Start of Data records

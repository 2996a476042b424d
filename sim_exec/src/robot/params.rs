//! Parameters structure for the robot model

// ---------------------------------------------------------------------------
// IMPORTS
// ---------------------------------------------------------------------------

use serde::{Deserialize, Serialize};

// ---------------------------------------------------------------------------
// DATA STRUCTURES
// ---------------------------------------------------------------------------

/// Parameters for the robot model.
#[derive(Debug, Clone, Copy, PartialEq, Serialize, Deserialize)]
#[serde(default)]
pub struct Params {

    // ---- GEOMETRY ----

    /// The radius of the drive wheels.
    ///
    /// A radius which isn't positive disables the wheel speed calculation.
    ///
    /// Units: meters
    pub wheel_radius_m: f64,

    /// Distance between the two drive wheels.
    ///
    /// Units: meters
    pub wheel_track_m: f64,

    // ---- INITIAL STATE ----

    /// Units: meters
    pub initial_x_m: f64,

    /// Units: meters
    pub initial_y_m: f64,

    /// Initial heading, anticlockwise from the map's X+ axis.
    ///
    /// Units: degrees
    pub initial_heading_deg: f64,

    /// Initial angle of the lift.
    ///
    /// Units: degrees
    pub initial_lift_deg: f64,
}

impl Default for Params {
    fn default() -> Self {
        Self {
            wheel_radius_m: 0.12223,
            wheel_track_m: 0.02731,
            initial_x_m: 0.0,
            initial_y_m: 0.0,
            initial_heading_deg: 90.0,
            initial_lift_deg: 90.0,
        }
    }
}

#[cfg(test)]
mod test {
    use super::*;

    #[test]
    fn test_partial_params() {
        let p: Params = util::params::from_str("initial_x_m = 0.2\ninitial_heading_deg = 0.0").unwrap();

        assert_eq!(p.initial_x_m, 0.2);
        assert_eq!(p.initial_heading_deg, 0.0);
        assert_eq!(p.wheel_radius_m, Params::default().wheel_radius_m);
    }
}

End of Data records

* **Exercise brief**:
The lines to return are those with the string "model" in them; copy each from the entries above.

* **Task solution**:
//! Parameters structure for the robot model
/// Parameters for the robot model.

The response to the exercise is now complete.